Usually, studies of the differences between men and women are focused on physiological events, susceptibility to a specific disorder, drug response/interaction, or variations of biochemical markers [20]. The sex-specific physiological events or disorders, e.g., pregnancy and lactation or breast and prostatic tumors, were organ-specific with different markers and susceptibility factors [21]. However, only very few studies have focused on the differences between the two sexes in the health status [22]. The data of the present study are part of a larger study of the blood proteomic changes in T2DM, where several proteins were identified to be differentially expressed in T2DM, mostly were upregulated [6]; however, the influence of gender on T2DM and other disorders cannot be corrected for by the traditional proteomic statistical analysis. Therefore, in this study, we compared the serum protein profile of healthy men and women who were included in the main study.

2. Materials and Methods

2.1. Study Subjects

A subset of samples was obtained from 6 healthy subjects, 3 males/3 females, aged 41, 42, and 47 years (age and sex matched), selected from a larger number of Bahraini volunteers involved in the study of T2DM biomarkers, between September 2014 and February 2015 (Table 1).
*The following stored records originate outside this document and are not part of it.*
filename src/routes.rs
use crate::docs::ApiDoc;
use crate::state::AppState;
use axum::Router;
use utoipa::OpenApi;
use utoipa_swagger_ui::SwaggerUi;

use tower_http::cors::{Any, CorsLayer};

pub fn configure_routes() -> Router<AppState> {
    let cors = CorsLayer::new()
        .allow_origin(Any)
        .allow_methods(Any)
        .allow_headers(Any);

    Router::new()
        .merge(SwaggerUi::new("/swagger-ui").url("/api-docs/openapi.json", ApiDoc::openapi()))
        .route("/api/health", axum::routing::get(|| async { "ok" }))
        .nest("/api/movies", crate::modules::movie::router())
        .nest("/api/genres", crate::modules::genre::router())
        .layer(cors)
}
The main inclusion criteria were original Bahraini national, nondiabetic, apparently healthy, male or female, and willing to participate in the study. Exclusion criteria included younger (<40 years) and relatively older (>50 years) ages, acute or chronic disorders, prolonged treatment, e.g., antibiotics and immune suppressive drugs. Informed consent was obtained from each study subject before blood collection. The study design followed the Helsinki Declaration terms. The study was approved by the Research and Ethics Committees of the Arabian Gulf University (AGU) and Salmaniya Medical Complex Hospital (SMC), Manama, Bahrain.

2.1.1. Sample Collection

Approximately 10 ml of venous blood sample was collected from each study subject, 10–12 hours after overnight fasting, into different collection tubes (Thermo Fisher Scientific, Massachusetts, U.S.A.), and centrifuged ( for 10 min) to collect the plasma and serum.

2.2. Biochemical Tests
2.2.1. Glycemic Profile

The fasting blood glucose (FBG) level was analyzed by Clinical Analyzer ROCHE COBAS INTEGRA 800 (Rotkreuz, Switzerland), and the results were expressed as mmol/L. The glycated hemoglobin (HbA1c) was measured by Clinical Chemistry analyzer (Beckman Coulter, AU, USA), and the HbA1c to total Hb ratio (HbA1c %) was calculated.
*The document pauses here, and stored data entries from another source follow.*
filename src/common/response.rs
use axum::{
    Json,
    http::StatusCode,
    response::{IntoResponse, Response},
};
use serde::Serialize;
use utoipa::ToSchema;

#[derive(Serialize, ToSchema)]
pub struct ApiResponse<T> {
    pub status: String,
    pub message: String,
    pub data: Option<T>,
}

impl<T> ApiResponse<T>
where
    T: Serialize,
{
    pub fn success(data: T, message: &str) -> Self {
        Self {
            status: "success".to_string(),
            message: message.to_string(),
            data: Some(data),
        }
    }

    pub fn error(message: &str) -> Self {
        Self {
            status: "error".to_string(),
            message: message.to_string(),
            data: None,
        }
    }
}

pub struct ApiSuccess<T>(pub T, pub StatusCode);

impl<T> IntoResponse for ApiSuccess<ApiResponse<T>>
where
    T: Serialize,
{
    fn into_response(self) -> Response {
        let (response, status) = (self.0, self.1);
        (status, Json(response)).into_response()
    }
}
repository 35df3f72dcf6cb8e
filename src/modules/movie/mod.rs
use crate::state::AppState;
use axum::Router;
use axum::routing::get;

pub mod dto;
pub mod handler;
pub mod model;
pub mod repository;
pub mod service;

pub fn router() -> Router<AppState> {
    Router::new()
        .route("/", get(handler::list_movies).post(handler::create_movie))
        .route("/ByGenre", get(handler::list_movies_missing_genre))
        .route("/ByGenre/{genre_id}", get(handler::list_movies_by_genre))
        .route(
            "/{id}",
            get(handler::get_movie)
                .put(handler::update_movie)
                .delete(handler::delete_movie),
        )
        .route("/{id}/poster", get(handler::get_movie_poster))
}
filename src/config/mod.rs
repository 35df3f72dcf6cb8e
pub mod env;
pub mod settings;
2.2.2. Serum Lipid Profile

The lipid profile parameters: total cholesterol, low-density lipoprotein cholesterol (LDL-C), high-density lipoprotein cholesterol (HDL-C), and triglycerides (TGs), were measured in the biochemistry laboratory at SMC, using Clinical Analyzer ROCHE COBAS INTEGRA 800 (Rotkreuz, Switzerland).

2.3. Protein Profiling Using LC-MS/MS

The protein profile analysis was done by LC-MS/MS as previously described [23, 24], in brief;

2.3.1. Serum Preparation - Protein Depletion

Pierce albumin/IgG removal kit (Thermo Scientific, U.S.A.) was used to remove the major subclasses of gamma globulin (IgG) and human serum albumin (HSA) from serum as the most abundant serum proteins, in order to detect the least abundant ones (depleted serum). The unprocessed serum (nondepleted serum) was also used. Thereafter, the exact quantity of proteins in serum was determined in order to calculate the amount of sample needed for analysis.

2.3.2. In-Solution Protein Digestion

The serum samples, both nondepleted and depleted, were diluted 1: 1 with 0.1% RapiGest™ SF (Waters, UK). Thereafter, the sera were pooled into 2 sets of samples, 3 healthy males and 3 healthy females. The total load for each pooled sample for analysis was 100 μg of protein/peptide (PPs) in a final volume of 25 μl. Then, the PPs in the pooled samples were denatured in a Thermo mixer R (Eppendorf, Hamburg, Germany) at a speed of 8 × g at 80°C for 15 min. In the end, the PPs were digested by trypsin at a 1 : 50 ratio (Promega Corporation, Madison, WI, USA). The PPs digests were then analyzed using Synapt G2 MS (Waters, Manchester, UK).

2.3.3. Protein Identification

The 1-dimensional Nano Acquity liquid chromatography coupled with tandem mass spectrometry on a Synapt G2 instrument (Waters, Manchester, UK) was used for label-free quantitative expression protein profiling. For ESI mass spectrometry analyses, the instrument settings were optimized on the MassLynx tune page. A protein digest of 3-μg was loaded on the column, and the samples were spiked with yeast alcohol dehydrogenase (ADH, P00330) as an internal standard to digest to give 200 fmol per injection for absolute quantitation. An Acquity sample manager was used for the injection of the analyzed samples.

The samples were analyzed in duplicate runs, and data were acquired using the MassLynx program (version. 4.1, SCN870; Waters) operated in resolution and positive polarity modes. The acquired MS data were background subtracted, smoothed, and deisotoped at the medium threshold. Progenesis QI V2.0 (QIfp) for proteomics (Nonlinear Dynamics/Waters, UK) was used for automated data processing and database searching. The generated peptide masses were searched against in UniProt species-specific protein sequence database using the Progenesis QI V2.0 (QIfp) for proteomics for protein identification and quantification (Nonlinear Dynamics/Waters, UK).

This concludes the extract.